As students are working on Dilation Tasks, I walk around the room looking for students who appear to be stuck. Below I highlight some of the moments during the lesson when I expect students to struggle, and perhaps require my assistance.

On **Problem 1** my students tend to have trouble getting started. I typically ask these students to describe as precisely as they can where D' would have to be. I wait for them to in some way communicate that D' must be on ray AD and twice as far from A as D is. Once we've established this, I ask direct them to think about how they might achieve it using a compass and straightedge. Then I try to walk away before I give any definitive indication or confirmation that their approach or solution is correct. I want the students to feel responsible for doing the problem and believing that their approach is correct.

When they reach **Problem 2a**, my students tend to struggle with the fact that the center of dilation is not one of the labeled points. They are expected to determine the location of this point and label it themselves. So when students ask, for example, "Is one of these points the center of dilation?" I typically respond, "There is only one center of dilation and one place it could be; Where is that?"

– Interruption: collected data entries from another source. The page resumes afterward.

/// Error types that can be built from a plain message string.
///
/// Implement this for a crate error, then invoke [`impl_context!`] in the
/// crate's error module to get `.context()` and `.with_context()` on
/// `Result` and `Option`.
pub trait FromMessage: Sized {
    fn from_message(message: String) -> Self;
}

/// Generate a crate-local `Context` trait with `.context()` and
/// `.with_context()` on `Result` and `Option`.
///
/// Invoke inside a module that defines `Error: FromMessage` and
/// `type Result<T> = std::result::Result<T, Error>`.
///
/// ```ignore
/// // in crates/config/src/error.rs
/// msgsync_common::impl_context!();
/// ```
#[macro_export]
macro_rules! impl_context {
    () => {
        pub trait Context<T> {
            fn context(self, context: impl Into<String>) -> Result<T>;
            fn with_context<C, F>(self, f: F) -> Result<T>
            where
                C: Into<String>,
                F: FnOnce() -> C;
        }

        impl<T, E: std::fmt::Display> Context<T> for std::result::Result<T, E> {
            fn context(self, context: impl Into<String>) -> Result<T> {
                let ctx = context.into();
                self.map_err(|source| {
                    <Error as $crate::FromMessage>::from_message(format!("{ctx}: {source}"))
                })
            }

            fn with_context<C, F>(self, f: F) -> Result<T>
            where
                C: Into<String>,
                F: FnOnce() -> C,
            {
                self.map_err(|source| {
                    let ctx = f().into();
                    <Error as $crate::FromMessage>::from_message(format!("{ctx}: {source}"))
                })
            }
        }

        impl<T> Context<T> for Option<T> {
            fn context(self, context: impl Into<String>) -> Result<T> {
                self.ok_or_else(|| <Error as $crate::FromMessage>::from_message(context.into()))
            }

            fn with_context<C, F>(self, f: F) -> Result<T>
            where
                C: Into<String>,
                F: FnOnce() -> C,
            {
                self.ok_or_else(|| <Error as $crate::FromMessage>::from_message(f().into()))
            }
        }
    };
}
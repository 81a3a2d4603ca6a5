//! Slash command registration and option extraction.

use serenity::all::{
    CommandDataOption, CommandDataOptionValue, CommandInteraction, CommandOptionType,
    CreateCommand, CreateCommandOption, UserId,
};

use msgsync_sync::{
    CommandInvocation,
    commands::{FORWARD_COMMAND, SYNC_COMMAND},
};

/// Guild commands registered when the bot becomes ready.
#[must_use]
pub fn definitions() -> Vec<CreateCommand> {
    vec![
        CreateCommand::new(SYNC_COMMAND)
            .description("Sync a message to a user's DMs")
            .add_option(
                CreateCommandOption::new(
                    CommandOptionType::String,
                    "message",
                    "The message ID to sync",
                )
                .required(true),
            )
            .add_option(
                CreateCommandOption::new(
                    CommandOptionType::String,
                    "users",
                    "Users to sync the message to",
                )
                .required(true),
            ),
        CreateCommand::new(FORWARD_COMMAND)
            .description("Forward all messages sent to the bot to a designated channel")
            .add_option(
                CreateCommandOption::new(
                    CommandOptionType::Channel,
                    "channel",
                    "The channel to forward messages to",
                )
                .required(true),
            ),
    ]
}

pub fn invocation_from(command: &CommandInteraction) -> CommandInvocation {
    build_invocation(&command.data.name, &command.data.options, command.user.id)
}

fn build_invocation(
    name: &str,
    options: &[CommandDataOption],
    invoker: UserId,
) -> CommandInvocation {
    let mut invocation = CommandInvocation::new(name);
    invocation.invoker_id = Some(invoker.to_string());
    for option in options {
        if let Some(value) = option_value(&option.value) {
            invocation = invocation.with_option(option.name.clone(), value);
        }
    }
    invocation
}

/// Flatten an option to the string form the command layer expects.
/// Subcommands and attachments carry nothing we use.
fn option_value(value: &CommandDataOptionValue) -> Option<String> {
    match value {
        CommandDataOptionValue::String(s) => Some(s.clone()),
        CommandDataOptionValue::Channel(id) => Some(id.to_string()),
        CommandDataOptionValue::User(id) => Some(id.to_string()),
        CommandDataOptionValue::Role(id) => Some(id.to_string()),
        CommandDataOptionValue::Integer(n) => Some(n.to_string()),
        CommandDataOptionValue::Number(n) => Some(n.to_string()),
        CommandDataOptionValue::Boolean(b) => Some(b.to_string()),
        _ => None,
    }
}

#[allow(clippy::unwrap_used, clippy::expect_used)]
#[cfg(test)]
mod tests {
    use {
        super::*,
        serenity::all::{AttachmentId, ChannelId},
    };

    #[test]
    fn registers_sync_and_forward() {
        let commands = serde_json::to_value(definitions()).unwrap();
        let names: Vec<_> = commands
            .as_array()
            .unwrap()
            .iter()
            .map(|c| c["name"].as_str().unwrap().to_string())
            .collect();
        assert_eq!(names, ["sync", "forward"]);

        let sync_options = commands[0]["options"].as_array().unwrap();
        assert_eq!(sync_options.len(), 2);
        assert!(sync_options.iter().all(|o| o["required"] == true));
        assert_eq!(commands[1]["options"][0]["name"], "channel");
    }

    #[test]
    fn channel_option_becomes_its_id() {
        let value = CommandDataOptionValue::Channel(ChannelId::new(555));
        assert_eq!(option_value(&value).as_deref(), Some("555"));
    }

    #[test]
    fn string_option_is_kept_verbatim() {
        let value = CommandDataOptionValue::String("<@1> <@!2>".into());
        assert_eq!(option_value(&value).as_deref(), Some("<@1> <@!2>"));
    }

    #[test]
    fn attachments_are_ignored() {
        let value = CommandDataOptionValue::Attachment(AttachmentId::new(1));
        assert!(option_value(&value).is_none());
    }

    #[test]
    fn invocation_records_invoker() {
        let invocation = build_invocation(SYNC_COMMAND, &[], UserId::new(77));
        assert_eq!(invocation.name, "sync");
        assert_eq!(invocation.invoker_id.as_deref(), Some("77"));
        assert!(invocation.options.is_empty());
    }
}
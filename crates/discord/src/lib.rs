//! Discord binding for msgsync.
//!
//! Implements the channel collaborator traits on top of serenity's REST
//! client, registers the `/sync` and `/forward` guild commands, and routes
//! gateway events into [`msgsync_sync::SyncService`].

pub mod bot;
pub mod commands;
pub mod error;
pub mod handler;
pub mod ids;
pub mod transport;

pub use {
    bot::run,
    error::{Error, Result},
    handler::DiscordHandler,
    transport::DiscordTransport,
};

With respect to this problem, my students also struggle with what it means to define a dilation completely. For that, I ask them, "What two things do we need to specify to define a dilation (center and scale factor)". They should recall this from a previous lesson.

**Problem 2b** challenges students to figure out that the shaded area is the difference of the triangle areas. For these students, I point out that the area of triangle FGH is given then ask what additional information we would need in order to find the area of the shaded region. Other students are not sure how to find the area of the smaller triangle. For these students, I ask how they might use what they learned in the previous section of this lesson in order to find the area of the smaller triangle.

Although **Problems 3 and 4** challenge my students, by the time that they reach this point in the activity my intent is for them to work relatively independently. For this reason, my plan is to allow students to grapple with these on their own (MP1) and keep my input to a minimum. If anything, I might say "In what ways are these tasks similar to those you already completed in #1 and #2?"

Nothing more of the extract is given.